In designing BWS applying full factorial and OMEPs, it is important to ensure that there are no duplicates per set and no dominance in sets (Huber & Zwerina, 1996; Louviere et al., 2000). Duplicating refers to two or more identical profiles occurring in a given set, while dominance occurs if one profile dominates other profiles in a given set. For example, profiles are the same in respect to all attributes levels except for the price level, and the profile with the lowest price level may dominate other profiles in the set. This would result in overstated preferences for these levels of attributes that are bundled with the lowest price. To deal with the issues of duplicates and dominance, Louviere et al. (2000) propose to fold over the original OMEP and/or transposition (shift) columns in it.

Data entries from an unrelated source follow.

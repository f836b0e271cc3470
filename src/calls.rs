//! Call and line reconciliation
//!
//! Two independent call domains are tracked: the softphone (VOIP) calls the
//! session's call manager reports, and mobile calls on the paired phone. Each
//! remembers only whether its current call is incoming. Nothing arbitrates
//! between them; both may be on a call at once.
//!
//! Multiline bases additionally report active/held state for the PC, Mobile
//! and Deskphone lines, recomputed in full on every line change.

use crate::capabilities::Capability;
use crate::controller::DeviceContext;
use crate::device::{DeviceResult, HeadsetDevice, LineType};
use crate::events::{CallState, EventSink, MultiLineState, NormalizedEvent};
use crate::raw::{CallAction, MobileStateChange};

/// Direction of the current call in each domain
#[derive(Debug, Clone, Copy, PartialEq, Eq, Default)]
pub struct CallDirectionState {
    pub softphone_incoming: bool,
    pub mobile_incoming: bool,
}

/// Call state machine for both domains
#[derive(Debug, Default)]
pub struct CallTracker {
    state: CallDirectionState,
}

impl CallTracker {
    pub fn new() -> Self {
        Self::default()
    }

    pub fn state(&self) -> CallDirectionState {
        self.state
    }

    pub fn reset(&mut self) {
        self.state = CallDirectionState::default();
    }

    /// Call manager notification, softphone or mobile
    pub fn on_call_action(
        &mut self,
        action: CallAction,
        call_id: i32,
        source: &str,
        sink: &mut dyn EventSink,
    ) {
        tracing::debug!(?action, call_id, source, "Call state changed");

        let on_call = |incoming: bool, state: CallState| NormalizedEvent::OnCall {
            call_id,
            source: source.to_string(),
            incoming,
            state,
        };

        match action {
            CallAction::CallRinging => {
                self.state.softphone_incoming = true;
                sink.emit(on_call(true, CallState::Ringing));
            }
            CallAction::AcceptCall | CallAction::CallInProgress => {
                sink.emit(on_call(self.state.softphone_incoming, CallState::OnCall));
                sink.emit(NormalizedEvent::CallAnswered {
                    call_id,
                    source: source.to_string(),
                });
            }
            CallAction::HoldCall
            | CallAction::ResumeCall
            | CallAction::TransferToHeadset
            | CallAction::TransferToSpeaker => {
                sink.emit(on_call(self.state.softphone_incoming, CallState::OnCall));
            }
            CallAction::CallEnded
            | CallAction::CallIdle
            | CallAction::RejectCall
            | CallAction::TerminateCall => {
                self.state.softphone_incoming = false;
                sink.emit(NormalizedEvent::NotOnCall {
                    call_id,
                    source: source.to_string(),
                });
                sink.emit(NormalizedEvent::CallEnded {
                    call_id,
                    source: source.to_string(),
                });
            }
            CallAction::MobileCallRinging => self.mobile_ringing(sink),
            CallAction::MobileCallInProgress => self.mobile_on_call(sink),
            CallAction::MobileCallEnded => self.mobile_ended(sink),
            CallAction::Unknown
            | CallAction::Flash
            | CallAction::MuteOn
            | CallAction::MuteOff
            | CallAction::DoNotDisturb => {
                tracing::trace!(?action, "Ignoring call action");
            }
        }
    }

    /// Mobile state change from the device listener
    pub fn on_mobile_change(
        &mut self,
        change: MobileStateChange,
        device: &dyn HeadsetDevice,
        sink: &mut dyn EventSink,
    ) {
        tracing::debug!(?change, "Mobile state changed");

        match change {
            MobileStateChange::MobileIncoming => self.mobile_ringing(sink),
            MobileStateChange::MobileOnCall => self.mobile_on_call(sink),
            MobileStateChange::MobileCallEnded => self.mobile_ended(sink),
            MobileStateChange::MobileCallerId => {
                let caller_id = device.mobile_caller_id().unwrap_or_else(|e| {
                    tracing::info!(error = %e, "Mobile caller id unavailable");
                    String::new()
                });
                sink.emit(NormalizedEvent::MobileCallerId { caller_id });
            }
            MobileStateChange::MobileOutgoing
            | MobileStateChange::PstnIncomingRingOn
            | MobileStateChange::PstnIncomingRingOff => {
                tracing::trace!(?change, "Ignoring mobile state change");
            }
        }
    }

    fn mobile_ringing(&mut self, sink: &mut dyn EventSink) {
        self.state.mobile_incoming = true;
        sink.emit(NormalizedEvent::OnMobileCall {
            incoming: true,
            state: CallState::Ringing,
        });
    }

    fn mobile_on_call(&mut self, sink: &mut dyn EventSink) {
        sink.emit(NormalizedEvent::OnMobileCall {
            incoming: self.state.mobile_incoming,
            state: CallState::OnCall,
        });
    }

    fn mobile_ended(&mut self, sink: &mut dyn EventSink) {
        self.state.mobile_incoming = false;
        sink.emit(NormalizedEvent::NotOnMobileCall);
    }
}

impl MultiLineState {
    /// Query held then active state of all three lines
    pub fn query(device: &dyn HeadsetDevice) -> DeviceResult<Self> {
        let mut state = MultiLineState::default();

        state.deskphone_held = device.hold_state(LineType::Deskphone)?;
        state.mobile_held = device.hold_state(LineType::Mobile)?;
        state.pc_held = device.hold_state(LineType::Pc)?;

        state.deskphone_active = device.is_line_active(LineType::Deskphone)?;
        state.mobile_active = device.is_line_active(LineType::Mobile)?;
        state.pc_active = device.is_line_active(LineType::Pc)?;

        Ok(state)
    }
}

/// Recompute all line states and emit the full snapshot
///
/// A failed query means the device has no multiline support; the capability
/// is cleared and reported instead of a snapshot.
pub(crate) fn refresh_multiline(ctx: &mut DeviceContext<'_>, multiline: &mut MultiLineState) {
    match MultiLineState::query(&*ctx.device) {
        Ok(state) => {
            tracing::debug!(?state, "Multiline state recomputed");
            *multiline = state;
            ctx.emit(NormalizedEvent::MultiLineStateChanged(state));
        }
        Err(e) => {
            tracing::info!(error = %e, "Multiline query failed, device likely lacks multiline");
            ctx.clear_capability(Capability::Multiline);
        }
    }
}

/// Initial softphone status from the session's call manager
pub(crate) fn initial_softphone_event(has_active_call: bool) -> NormalizedEvent {
    if has_active_call {
        NormalizedEvent::OnCall {
            call_id: 0,
            source: String::new(),
            incoming: false,
            state: CallState::OnCall,
        }
    } else {
        NormalizedEvent::NotOnCall {
            call_id: -1,
            source: String::new(),
        }
    }
}
impl<E: EventSink> DeviceController<E> {
    /// Create a detached controller
    pub fn new(session: Box<dyn Session>, table: CapabilityTable, sink: E) -> Self {
        Self {
            session,
            table,
            capabilities: DeviceCapabilities::default(),
            active: None,
            calls: CallTracker::new(),
            state: LifecycleState::Detached,
            sink,
        }
    }

    pub fn state(&self) -> LifecycleState {
        self.state
    }

    pub fn capabilities(&self) -> &DeviceCapabilities {
        &self.capabilities
    }

    pub fn device_info(&self) -> Option<&DeviceInfo> {
        self.active.as_ref().map(|a| &a.info)
    }

    pub fn device_name(&self) -> Option<&str> {
        self.active.as_ref().map(|a| a.name.as_str())
    }

    pub fn docking_state(&self) -> Option<&DockingSoftState> {
        self.active.as_ref().map(|a| a.docking.state())
    }

    pub fn call_direction(&self) -> CallDirectionState {
        self.calls.state()
    }

    pub fn multiline_state(&self) -> Option<MultiLineState> {
        self.active.as_ref().map(|a| a.multiline)
    }

    pub fn sink(&self) -> &E {
        &self.sink
    }

    pub fn sink_mut(&mut self) -> &mut E {
        &mut self.sink
    }

    pub fn into_sink(self) -> E {
        self.sink
    }

    /// Replace the capability table; takes effect at the next attach
    pub fn set_capability_table(&mut self, table: CapabilityTable) {
        tracing::info!(devices = table.len(), "Capability table replaced");
        self.table = table;
    }

    /// Current battery level, `Empty` when unknown
    pub fn battery_level(&self) -> BatteryLevel {
        let Some(active) = self.active.as_ref() else {
            return BatteryLevel::default();
        };
        active.device.battery_level().unwrap_or_else(|e| {
            tracing::debug!(error = %e, "Battery level query failed");
            BatteryLevel::default()
        })
    }

    /// Ask the device for base and headset serial numbers
    pub fn request_serial_numbers(&mut self) {
        let Self { active, capabilities, sink, .. } = self;
        let Some(active) = active.as_mut() else {
            tracing::debug!("No device attached, cannot request serial numbers");
            return;
        };
        let mut ctx = DeviceContext {
            device: active.device.as_mut(),
            capabilities,
            sink,
        };
        headset::request_serial_numbers(&mut ctx);
    }

    /// Attach to the session's active device
    ///
    /// Returns false, staying detached, when the session has no device or a
    /// required event channel cannot be subscribed.
    pub fn attach(&mut self) -> bool {
        if let Some(active) = &self.active {
            tracing::debug!(name = %active.name, "Device already attached");
            return true;
        }

        self.state = LifecycleState::Attaching;

        let mut device = match self.session.active_device() {
            Ok(Some(device)) => device,
            Ok(None) => {
                tracing::info!("No active device to attach to");
                self.state = LifecycleState::Detached;
                return false;
            }
            Err(e) => {
                tracing::warn!(error = %e, "Session unavailable, cannot attach");
                self.state = LifecycleState::Detached;
                return false;
            }
        };

        // Detach leaves the minimal profile behind, so resolution below is
        // the only capability notification before Attached
        debug_assert!(self.capabilities.is_minimal());

        self.sink.emit(NormalizedEvent::cleared_serial(SerialKind::Base));
        self.sink.emit(NormalizedEvent::cleared_serial(SerialKind::Headset));

        let info = device.info();
        let name = info.display_name().to_string();
        let quirks = FamilyQuirks::from_name(&name);

        tracing::info!(
            product_id = %info.product_id_hex(),
            name = %name,
            "Attaching to device"
        );

        let mut subscribed = Vec::new();
        for channel in DeviceChannel::ALL {
            match device.subscribe(channel) {
                Ok(()) => subscribed.push(channel),
                Err(e) if channel.is_required() => {
                    tracing::warn!(
                        ?channel,
                        error = %e,
                        "Unable to subscribe to device channel, aborting attach"
                    );
                    for channel in subscribed {
                        if let Err(e) = device.unsubscribe(channel) {
                            tracing::debug!(?channel, error = %e, "Unsubscribe failed");
                        }
                    }
                    self.state = LifecycleState::Detached;
                    return false;
                }
                Err(e) => {
                    tracing::debug!(?channel, error = %e, "Extended channel unavailable");
                }
            }
        }

        self.capabilities = self.table.resolve(info.product_id, &name);
        tracing::info!(capabilities = %self.capabilities, "Device capabilities resolved");
        self.sink.emit(NormalizedEvent::CapabilitiesChanged);

        if device.supports_display() {
            match device.init_display() {
                Ok(()) => tracing::debug!("Display device initialized"),
                Err(e) => tracing::warn!(error = %e, "Display device initialization failed"),
            }
        }

        self.active = Some(ActiveDevice {
            device,
            info: info.clone(),
            name,
            quirks,
            docking: DockingTracker::new(quirks.docking_from_charge),
            multiline: MultiLineState::default(),
        });

        self.sink.emit(NormalizedEvent::Attached { device: info });

        self.poll_device_state();

        self.state = LifecycleState::Attached;
        true
    }

    /// Release the active device and reset all per-device state
    pub fn detach(&mut self) {
        let Some(mut active) = self.active.take() else {
            tracing::debug!("No device attached, nothing to detach");
            return;
        };

        self.state = LifecycleState::Detaching;
        tracing::info!(name = %active.name, "Detaching from device");

        for channel in DeviceChannel::ALL {
            if let Err(e) = active.device.unsubscribe(channel) {
                tracing::debug!(?channel, error = %e, "Unsubscribe failed");
            }
        }
        if let Err(e) = active.device.enable_proximity(false) {
            tracing::debug!(error = %e, "Proximity unregistration failed");
        }
        drop(active);

        self.calls.reset();
        self.sink.emit(NormalizedEvent::NotOnCall {
            call_id: 0,
            source: String::new(),
        });
        self.sink.emit(NormalizedEvent::NotOnMobileCall);

        self.sink.emit(NormalizedEvent::cleared_serial(SerialKind::Base));
        self.sink.emit(NormalizedEvent::cleared_serial(SerialKind::Headset));

        // No device, no capabilities
        self.capabilities = DeviceCapabilities::default();
        self.sink.emit(NormalizedEvent::CapabilitiesChanged);

        self.sink.emit(NormalizedEvent::Detached);
        self.state = LifecycleState::Detached;
    }

    /// Process one raw notification to completion
    pub fn handle(&mut self, event: RawEvent) {
        tracing::trace!(?event, "Raw event");

        match event {
            RawEvent::DeviceState { state, path } => self.on_device_state(state, &path),
            RawEvent::CallState { action, call_id, source } => {
                self.calls.on_call_action(action, call_id, &source, &mut self.sink);
            }
            RawEvent::CallRequested { contact } => {
                tracing::debug!(name = %contact.name, "Call requested");
                self.sink.emit(NormalizedEvent::CallRequested { contact });
            }
            event => self.on_device_event(event),
        }
    }

    fn on_device_state(&mut self, state: DeviceArrival, path: &str) {
        tracing::debug!(?state, path, "Device state changed");

        match state {
            DeviceArrival::Removed => {
                let is_active = self
                    .active
                    .as_ref()
                    .map(|a| a.info.path.eq_ignore_ascii_case(path))
                    .unwrap_or(false);
                if is_active {
                    self.detach();
                    self.attach();
                }
            }
            DeviceArrival::Added => {
                if self.active.is_none() {
                    self.attach();
                }
            }
        }
    }

    fn on_device_event(&mut self, event: RawEvent) {
        let Self { active, capabilities, sink, calls, .. } = self;
        let Some(active) = active.as_mut() else {
            tracing::debug!(category = ?event.category(), "No active device, dropping event");
            return;
        };

        let mut ctx = DeviceContext {
            device: active.device.as_mut(),
            capabilities,
            sink,
        };

        let follow_up = match event {
            RawEvent::HeadsetState { change } => {
                headset::on_headset_change(&mut ctx, &mut active.docking, active.quirks, change)
            }
            RawEvent::BaseState { change } => {
                headset::on_base_change(&mut ctx, &mut active.multiline, change);
                FollowUp::Done
            }
            RawEvent::HeadsetSerial { serial } => {
                headset::on_extended_serial(&mut ctx, SerialKind::Headset, &serial);
                FollowUp::Done
            }
            RawEvent::BaseSerial { serial } => {
                headset::on_extended_serial(&mut ctx, SerialKind::Base, &serial);
                FollowUp::Done
            }
            RawEvent::MobileState { change } => {
                calls.on_mobile_change(change, &*ctx.device, &mut *ctx.sink);
                FollowUp::Done
            }
            RawEvent::Button { button, audio, mute } => {
                tracing::debug!(?button, ?audio, mute, "Device button event");
                if button == HeadsetButton::Flash {
                    ctx.emit(NormalizedEvent::CallSwitched);
                }
                ctx.emit(NormalizedEvent::ButtonPress { button, audio, mute });
                FollowUp::Done
            }
            RawEvent::BaseButton { button } => {
                ctx.emit(NormalizedEvent::BaseButtonPress { button });
                FollowUp::Done
            }
            RawEvent::CallState { .. }
            | RawEvent::CallRequested { .. }
            | RawEvent::DeviceState { .. } => {
                tracing::trace!("Session event reached device dispatch, ignoring");
                FollowUp::Done
            }
        };

        if follow_up == FollowUp::Repoll {
            self.poll_device_state();
            self.sink.emit(NormalizedEvent::BatteryLevelChanged);
        }
    }

    /// Full initial-state poll of the active device
    fn poll_device_state(&mut self) {
        let has_active_call = self.session.has_active_call().unwrap_or_else(|e| {
            tracing::debug!(error = %e, "Call manager state unavailable");
            false
        });

        let Self { active, capabilities, sink, .. } = self;
        let Some(active) = active.as_mut() else {
            tracing::debug!("No device attached, cannot get initial device state");
            return;
        };
        let quirks = active.quirks;

        let mut ctx = DeviceContext {
            device: active.device.as_mut(),
            capabilities,
            sink,
        };

        headset::register_for_proximity(&mut ctx, quirks, true);

        ctx.emit(calls::initial_softphone_event(has_active_call));

        match ctx.device.request_mobile_call_status() {
            Ok(()) => ctx.set_capability(Capability::MobileCallerId, !quirks.no_caller_id),
            Err(e) => {
                tracing::info!(error = %e, "Mobile call status unavailable");
                ctx.set_capability(Capability::MobileCallerId, false);
            }
        }

        headset::poll_wear_state(&mut ctx);
        headset::poll_mute(&mut ctx);
        headset::request_serial_numbers(&mut ctx);

        match active.docking.poll_initial(&*ctx.device, &mut *ctx.sink) {
            DockingSupport::Direct => {}
            DockingSupport::Inferred => ctx.set_capability(Capability::Docking, true),
            DockingSupport::Unsupported => ctx.set_capability(Capability::Docking, false),
        }

        calls::refresh_multiline(&mut ctx, &mut active.multiline);

        let line_active = match ctx.device.audio_state() {
            Ok(audio) => audio == AudioType::MonoOn,
            Err(e) => {
                tracing::debug!(error = %e, "Audio state query failed");
                false
            }
        };
        ctx.emit(NormalizedEvent::LineActiveChanged { active: line_active });
    }
}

Folding over means mirror imaging the original design, i.e. replacing each ‘dummy’ coded attribute level 1 with 4, 2 with 3, 3 with 2 and 4 with 1 (in the four-level attribute), while shifting columns occurs through column 1 becoming column 3, column 2 becoming column 1 and column 3 becoming column 2 (in the three options per set design; Louviere et al., 2000). This results in, for example the lowest price becoming highest (fold over) or a certain price level becoming a certain level of other attribute (shifting columns).

5.4.2.4Balanced Incomplete Block Designs

As previously noted, one way of creating choice sets in DCEs and BWS is the application of full factorials and a random assignment of profiles to sets. An alternative to this is the use of OMEPs and so called Balanced Incomplete Block Designs (BIBDs), or their certain types, e.g. Youden designs (see in Gupta, 2005; Raghavarao, 1988). BIBD is a design where all pairs of profiles occur together within a block an equal number of times (Louviere et al., 2015). BIBDs can be found in various sources, for example A. Street and Street (1987). Catalogues of BIBDs comprise designs with no duplicates per set issue, which makes it easier for researchers to design a flawless experiment.

104 5.4.3Final steps in designing experiments

The remaining steps in conducting experiments comprise laying out choice sets and formatting a response task, recruiting a suitable sample of participants, and administering experiments to obtain rank order of profiles (CA) and best and worst choices (BWS). The final step is to analyse the choices using a valid method (Louviere et al., 2015).